[Opening GIVEN RECORDS section]
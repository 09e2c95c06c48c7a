use anyhow::{format_err, Context, Result};
use reqwest::Client;
use std::{path::Path, time::Duration};
use tokio::io::AsyncWriteExt;

const FETCH_TIMEOUT: Duration = Duration::from_secs(30);

/// Shared HTTP fetcher with a bounded per-request timeout. A timed-out fetch
/// surfaces as an ordinary fetch failure to the caller.
pub struct Downloader {
    client: Client,
    max_retry: usize,
}

impl Downloader {
    pub fn new() -> Result<Self> {
        let client = Client::builder()
            .timeout(FETCH_TIMEOUT)
            .build()
            .context("Failed to initialize HTTP client")?;
        Ok(Downloader {
            client,
            max_retry: 3,
        })
    }

    /// Fetch a small text document into memory
    pub async fn fetch_text(&self, url: &str) -> Result<String> {
        let mut last_err = None;
        for _ in 0..self.max_retry {
            match self.try_fetch_text(url).await {
                Ok(text) => return Ok(text),
                Err(e) => last_err = Some(e),
            }
        }
        Err(last_err.unwrap_or_else(|| format_err!("Failed to fetch {}", url)))
    }

    /// Download a remote file to a local path, creating parent directories
    pub async fn fetch_to(&self, url: &str, dest: &Path) -> Result<()> {
        let mut last_err = None;
        for _ in 0..self.max_retry {
            match self.try_fetch_to(url, dest).await {
                Ok(()) => return Ok(()),
                Err(e) => last_err = Some(e),
            }
        }
        Err(last_err.unwrap_or_else(|| format_err!("Failed to fetch {}", url)))
    }

    async fn try_fetch_text(&self, url: &str) -> Result<String> {
        let resp = self.client.get(url).send().await?;
        resp.error_for_status_ref()?;
        Ok(resp.text().await?)
    }

    async fn try_fetch_to(&self, url: &str, dest: &Path) -> Result<()> {
        if let Some(parent) = dest.parent() {
            if !parent.is_dir() {
                tokio::fs::create_dir_all(parent).await?;
            }
        }

        let mut resp = self.client.get(url).send().await?;
        resp.error_for_status_ref()?;

        let mut f = tokio::fs::File::create(dest).await?;
        while let Some(chunk) = resp.chunk().await? {
            f.write_all(&chunk).await?;
        }
        f.flush().await?;
        Ok(())
    }
}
[Closing GIVEN RECORDS section]
- [EXERCISE BRIEF]: Output all of the records above unchanged.

- [SOLUTION TO THIS PROBLEM]:
repository 09e2c95c06c48c7a
use anyhow::{format_err, Context, Result};
use reqwest::Client;
use std::{path::Path, time::Duration};
use tokio::io::AsyncWriteExt;

const FETCH_TIMEOUT: Duration = Duration::from_secs(30);

/// Shared HTTP fetcher with a bounded per-request timeout. A timed-out fetch
/// surfaces as an ordinary fetch failure to the caller.
pub struct Downloader {
    client: Client,
    max_retry: usize,
}

impl Downloader {
    pub fn new() -> Result<Self> {
        let client = Client::builder()
            .timeout(FETCH_TIMEOUT)
            .build()
            .context("Failed to initialize HTTP client")?;
        Ok(Downloader {
            client,
            max_retry: 3,
        })
    }

    /// Fetch a small text document into memory
    pub async fn fetch_text(&self, url: &str) -> Result<String> {
        let mut last_err = None;
        for _ in 0..self.max_retry {
            match self.try_fetch_text(url).await {
                Ok(text) => return Ok(text),
                Err(e) => last_err = Some(e),
            }
        }
        Err(last_err.unwrap_or_else(|| format_err!("Failed to fetch {}", url)))
    }

    /// Download a remote file to a local path, creating parent directories
    pub async fn fetch_to(&self, url: &str, dest: &Path) -> Result<()> {
        let mut last_err = None;
        for _ in 0..self.max_retry {
            match self.try_fetch_to(url, dest).await {
                Ok(()) => return Ok(()),
                Err(e) => last_err = Some(e),
            }
        }
        Err(last_err.unwrap_or_else(|| format_err!("Failed to fetch {}", url)))
    }

    async fn try_fetch_text(&self, url: &str) -> Result<String> {
        let resp = self.client.get(url).send().await?;
        resp.error_for_status_ref()?;
        Ok(resp.text().await?)
    }

    async fn try_fetch_to(&self, url: &str, dest: &Path) -> Result<()> {
        if let Some(parent) = dest.parent() {
            if !parent.is_dir() {
                tokio::fs::create_dir_all(parent).await?;
            }
        }

        let mut resp = self.client.get(url).send().await?;
        resp.error_for_status_ref()?;

        let mut f = tokio::fs::File::create(dest).await?;
        while let Some(chunk) = resp.chunk().await? {
            f.write_all(&chunk).await?;
        }
        f.flush().await?;
        Ok(())
    }
}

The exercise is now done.